Saw Week: Part II

Well, that didn't take long. After being strangely impressed with the first Saw movie, I found that Saw II is just as bad as I remembered.

It opens with a trap: a police informant wakes up in a room with a kind of variant on the bear trap on his head. But while last time, Amanda had to cut her key out of someone else's body to win her freedom, this guy needs to retrieve his key from behind his own eye. The editing goes crazy as he attempts to do so, and the lighting is garish yellow and green, a colour scheme the film won't let go of for the rest of its runtime. The soundtrack has some quiet shrieks built into it, so as our nameless snitch takes a razor to his own face, the music screams for him. It's already far more extreme and gory than the first Saw movie, but sadly, that extra edge comes at a price. Saw II is nowhere near so clever or well written as the first one.

The main story, in this case, is about Detective Eric Matthews (played, amazingly, by Donnie Wahlberg, who never quite seems comfortable unless he's fiddling with a cigarette). Jigsaw has kidnapped his teenage son and locked him in a house with a selection of decidedly unsavoury characters, including - dun dun dun! - Amanda herself. Again, it's tough to watch this movie without remembering what's to come, and knowing the end of the film killed pretty much all the tension for me. While the criminals inside the house battle against time (and nerve gas) to win their freedom through a series of increasingly nasty traps, Det. Matthews is asked to just sit and talk to Jigsaw, watching what's going on in the house via a series of monitors and letting the timer in Jigsaw's lair tick down to zero.

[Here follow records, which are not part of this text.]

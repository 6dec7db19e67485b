//! Events emitted by the simulation for logging and UI feedback.

use serde::{Deserialize, Serialize};

use crate::enums::*;
use crate::types::{ProjectileId, UnitId};

/// Something noteworthy that happened during a tick.
#[derive(Debug, Clone, PartialEq, Serialize, Deserialize)]
#[serde(tag = "type")]
pub enum CombatEvent {
    /// A behavior spawned a projectile.
    ProjectileFired {
        projectile: ProjectileId,
        unit: UnitId,
        team: Team,
        kind: ShapeKind,
    },
    /// An offensive projectile struck an enemy unit.
    UnitHit {
        unit: UnitId,
        projectile: ProjectileId,
        damage: f64,
        hp: f64,
    },
    /// A unit's hp reached zero or below.
    UnitKilled { unit: UnitId, team: Team },
    /// A healing projectile restored hp.
    UnitHealed {
        unit: UnitId,
        projectile: ProjectileId,
        amount: f64,
        hp: f64,
    },
    /// A projectile stopped being alive.
    ProjectileDestroyed {
        projectile: ProjectileId,
        cause: DestroyCause,
    },
}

Since it's pretty well established that Matthews is a dirty cop who gets his results by planting evidence and beating up witnesses, he's incapable of doing so, and ends up walking into his own trap. When the timer hits zero, he's chained to a wall in the bathroom from the first movie, while a safe in Jigsaw's house pops open to reveal that Matthews Jnr was "safe" all along. The monitors weren't showing a live stream at all, but rather events that happened several hours ago. It's a fairly neat trick that's spoiled by the lack of action outside the house: all Jigsaw wants is to sit and chat, spouting off about how most people don't deserve to live because they don't appreciate their lives (and, bizarrely, recounting an accident he had after he was diagnosed with cancer where he drove his car off a cliff and survived despite being impaled on a pole). And that's spoiled by the fact that already, Jigsaw doesn't really make sense. According to him, he never really kills anyone, he lets them make a choice. But in Saw II, most of the choices aren't choices at all.

The trap that I really remembered from this movie is the pit of needles. It's a wonderfully nasty idea, but it's sort of nonsensical. The first few traps are labelled with the names of the people in the house (Obi, apparently pronounced "Abi", and Xavier, pronounced like Professor Xavier; either Whannell or Bousman is apparently a massive nerd). The traps are supposed to relate to their particular weaknesses, like the way the informant at the beginning is forced to destroy his eye, or the way the wristcutter from the first movie has to fight through razorwire. But this time round, they don't really work. Who's supposed to go into the oven, and why? What's the deal with the wrist trap that Addison gets herself caught in? The idea that the only way through the maze is co-operation is one that'll recur in the later Saw movies, but it's not properly developed here.

What's weird is that I remember there being a lot more explanation and characterisation in this movie than there actually is. The film doesn't explain, for instance, why most of the characters were in jail; it establishes that that's what they have in common, but not why, beyond the fact that they were framed by Matthews. It's also not really clear why Amanda decides to put herself in harm's way; she's almost killed several times in the course of the film, and for no real benefit. She reveals herself at the end as Jigsaw's accomplice, but her only motivation in getting involved is, apparently, to trick the audience watching at home. Which is a bit silly, really.

The one bonus is that the acting isn't quite as bad in Saw II as it was in Saw. The script, unfortunately, is worse, though, and the concept is messier. It doesn't bode well for Saw III.